The clinical indices of different MAFLD subtypes were compared (Supplementary Table 2). Among the 20,507 MAFLD patients, 19,053 with BMIs ≥23.0 kg/m2 were assigned to the BMI-related MAFLD group (obese-MAFLD), and 2,763 with diabetes assigned to the diabetes-related MAFLD group (diabetes-MAFLD). We found that the two groups had similar clinical manifestations, except for metabolic abnormalities. The thinner with ≥2 metabolic abnormalities group was characterized by generally worse clinical features compared with the participants without fatty livers, including serum levels of liver enzymes, HbA1c, FPG, serum lipids, and indicators of hepatic fibrosis.
Risk of liver-related and cardiac-cerebrovascular disease
In the 72,392 participants, 1,274 stroke, 952 coronary heart disease, 793 liver failure, 522 heart failure, 123 cirrhosis, 40 cardiomyopathy, and 39 hepatocellular carcinoma (HCC) events occurred during the median follow-up of 5.22 (interquartile range: 5.21–5.22) years. The incidence rates of the events were 357.49/100,000, 280.07/100,000, 229.34/100,000, 147.60/100,000, 31.22/100,000, 12.05/100,000, and 10.47/100,000 participant years, respectively (Supplementary Fig. 2).

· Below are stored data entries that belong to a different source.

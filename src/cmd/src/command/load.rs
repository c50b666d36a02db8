use std::path::PathBuf;
use std::time::Instant;

use clap::Parser;
use loader::load::load_dir;
use loader::schema::create_tables;
use loader::schema::drop_tables;
use tracing::info;

use crate::error::Result;

#[derive(Parser, Clone, Debug)]
pub struct Load {
    /// SQLite database file, created when missing
    #[arg(long, default_value = "gym.db")]
    pub db: PathBuf,
    /// Directory holding the generated CSV files
    #[arg(long, default_value = "data")]
    pub data_path: PathBuf,
}

#[derive(Parser, Clone, Debug)]
pub struct DropTables {
    #[arg(long, default_value = "gym.db")]
    pub db: PathBuf,
}

pub fn start(args: &Load) -> Result<()> {
    let start = Instant::now();
    let mut conn = loader::open(&args.db)?;
    create_tables(&conn)?;
    let report = load_dir(&mut conn, &args.data_path)?;
    for (table, rows) in &report.tables {
        info!("{table}: {rows} row(s)");
    }
    info!(
        "loaded into {:?} in {}",
        args.db,
        humantime::format_duration(start.elapsed())
    );

    Ok(())
}

pub fn drop_schema(args: &DropTables) -> Result<()> {
    let conn = loader::open(&args.db)?;
    drop_tables(&conn)?;
    info!("tables dropped from {:?}", args.db);

    Ok(())
}
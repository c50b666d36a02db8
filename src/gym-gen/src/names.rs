use rand::distributions::WeightedIndex;
use rand::prelude::*;

use crate::error::GymGenError;
use crate::error::Result;

const AMERICAN_FIRST_NAMES: &[&str] = &[
    "James", "Michael", "Emma", "Olivia", "William", "Sophia", "Ethan", "Ava", "Benjamin",
    "Charlotte", "Bill", "Marshall", "Audrey", "Julia",
];
const CHINESE_FIRST_NAMES: &[&str] = &[
    "Xiao", "Wei", "Jing", "Li", "Zhang", "Chen", "Hao", "Mei", "Yuan", "Wen", "Xia",
];
const INTERNATIONAL_FIRST_NAMES: &[&str] = &[
    "Mateo", "Isabella", "Liam", "Santiago", "Amara", "Johannes", "Fatima", "Omar", "Anya",
    "Ivan", "Lux",
];
const LAST_NAMES: &[&str] = &[
    "Smith", "Johnson", "Lee", "Chen", "Garcia", "Schmidt", "Patel", "Nguyen", "Brown",
    "Takahashi", "Skleegore", "Banks", "Gates", "Aeterna",
];

/// Produces "First Last" names. Half of the first names come from the american pool, a
/// quarter each from the chinese and international pools.
pub struct NameProvider {
    first_names: Vec<&'static [&'static str]>,
    first_name_weight_idx: WeightedIndex<f64>,
    last_names: &'static [&'static str],
}

impl NameProvider {
    pub fn try_new(
        first_names: Vec<(&'static [&'static str], f64)>,
        last_names: &'static [&'static str],
    ) -> Result<Self> {
        if last_names.is_empty() || first_names.iter().any(|(pool, _)| pool.is_empty()) {
            return Err(GymGenError::InvalidConfig("empty name pool".to_string()));
        }
        let weights: Vec<f64> = first_names.iter().map(|(_, w)| *w).collect();

        Ok(Self {
            first_names: first_names.into_iter().map(|(pool, _)| pool).collect(),
            first_name_weight_idx: WeightedIndex::new(weights)
                .map_err(|err| GymGenError::InvalidConfig(err.to_string()))?,
            last_names,
        })
    }

    pub fn sample<R: Rng + ?Sized>(&self, rng: &mut R) -> String {
        let pool = self.first_names[self.first_name_weight_idx.sample(rng)];
        let first = pool[rng.gen_range(0..pool.len())];
        let last = self.last_names[rng.gen_range(0..self.last_names.len())];

        format!("{first} {last}")
    }

    /// American, chinese and international first names in a 2:1:1 ratio.
    pub fn standard() -> Result<Self> {
        Self::try_new(
            vec![
                (AMERICAN_FIRST_NAMES, 2.),
                (CHINESE_FIRST_NAMES, 1.),
                (INTERNATIONAL_FIRST_NAMES, 1.),
            ],
            LAST_NAMES,
        )
    }
}
use std::fs;
use std::path::PathBuf;
use std::time::Instant;

use clap::Parser;
use gym_gen::assembler::Assembler;
use gym_gen::writer::write_dataset;
use rand::SeedableRng;
use rand_chacha::ChaCha8Rng;
use tracing::info;

use crate::config::Config;
use crate::error::Result;

#[derive(Parser, Clone, Debug)]
pub struct Generate {
    /// Directory the CSV files are written to
    #[arg(long, default_value = "data")]
    pub out_path: PathBuf,
    /// Seed of the random generator, random when omitted
    #[arg(long)]
    pub seed: Option<u64>,
    /// Last day of the simulation, defaults to today
    #[arg(long)]
    pub to_date: Option<String>,
    /// Length of the simulation window, e.g. "730 days"
    #[arg(long)]
    pub duration: Option<String>,
    /// Show a progress bar
    #[arg(long, default_value_t = false)]
    pub progress: bool,
}

pub fn start(args: &Generate, mut cfg: Config) -> Result<()> {
    if let Some(seed) = args.seed {
        cfg.dataset.seed = Some(seed);
    }
    if let Some(to_date) = &args.to_date {
        cfg.dataset.to_date = Some(to_date.clone());
    }
    if let Some(duration) = &args.duration {
        cfg.dataset.duration = duration.clone();
    }

    let asm_cfg = cfg.assembler_config(args.progress)?;
    let window = asm_cfg.sampler.window();
    info!(
        "simulating visits from {} to {}",
        window.start(),
        window.end()
    );
    let asm = Assembler::try_new(asm_cfg)?;

    let seed = cfg.dataset.seed.unwrap_or_else(rand::random);
    info!("seed: {seed}");
    let mut rng = ChaCha8Rng::seed_from_u64(seed);

    let start = Instant::now();
    let (dataset, stats) = asm.run(&mut rng)?;
    if stats.skipped_visits > 0 || stats.skipped_day_passes > 0 {
        info!(
            "skipped {} visit(s) and {} day pass(es)",
            stats.skipped_visits, stats.skipped_day_passes
        );
    }

    fs::create_dir_all(&args.out_path)?;
    write_dataset(&args.out_path, &dataset)?;
    info!(
        "dataset saved to {:?} in {}",
        args.out_path,
        humantime::format_duration(start.elapsed())
    );

    Ok(())
}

Supplementary Figure 3 shows the incident rates of liver-related and cardiac-cerebral vascular diseases in the FLD groups. The association of different FLD groups with the risk of liver-related and cardiac-cerebral vascular diseases was examined by the Kaplan-Meier method (Fig. 1). The MAFLD and NAFLD groups had a higher cumulative risk of stroke, CHD, liver failure, and heart failure than the normal group. Multivariable Cox regression analysis showed that MAFLD and NAFLD were significantly associated with increased risk of the diseases. The adjusted hazard ratios (HRs) for stroke were 1.27 and 1.23 (95% CI, 1.13–1.42 and 1.10–1.38, respectively; both p<0.001). The adjusted HRs for stroke were 1.27 and 1.23 (95% CI, 1.13–1.42 and 1.10–1.38, respectively; both p<0.001). The adjusted HRs for CHD were 1.68 (95% CI, 1.48–1.92; p<0.001) and 1.63 (95% CI, 1.43–1.85; p<0.001). The adjusted HRs for liver failure were 1.61 (95% CI, 1.39–1.86; p<0.001) and 1.61 (95% CI, 1.40–1.85; p<0.001). The adjusted HRs for heart failure were 1.34 (95% CI, 1.13–1.60; p=0.001) and 1.30 (95% CI, 1.00–1.55; p=0.003) (Fig. 2). Similar results were seen after adjusting for age and sex (p<0.05, Supplementary Table 3). We did not observe significant differences in the risk of HCC or cirrhosis, mostly because of insufficient outcomes. We did not detect significant differences in the risk of liver-related or cardiac-cerebral vascular disease in the non-MAFLD-NAFLD and normal groups.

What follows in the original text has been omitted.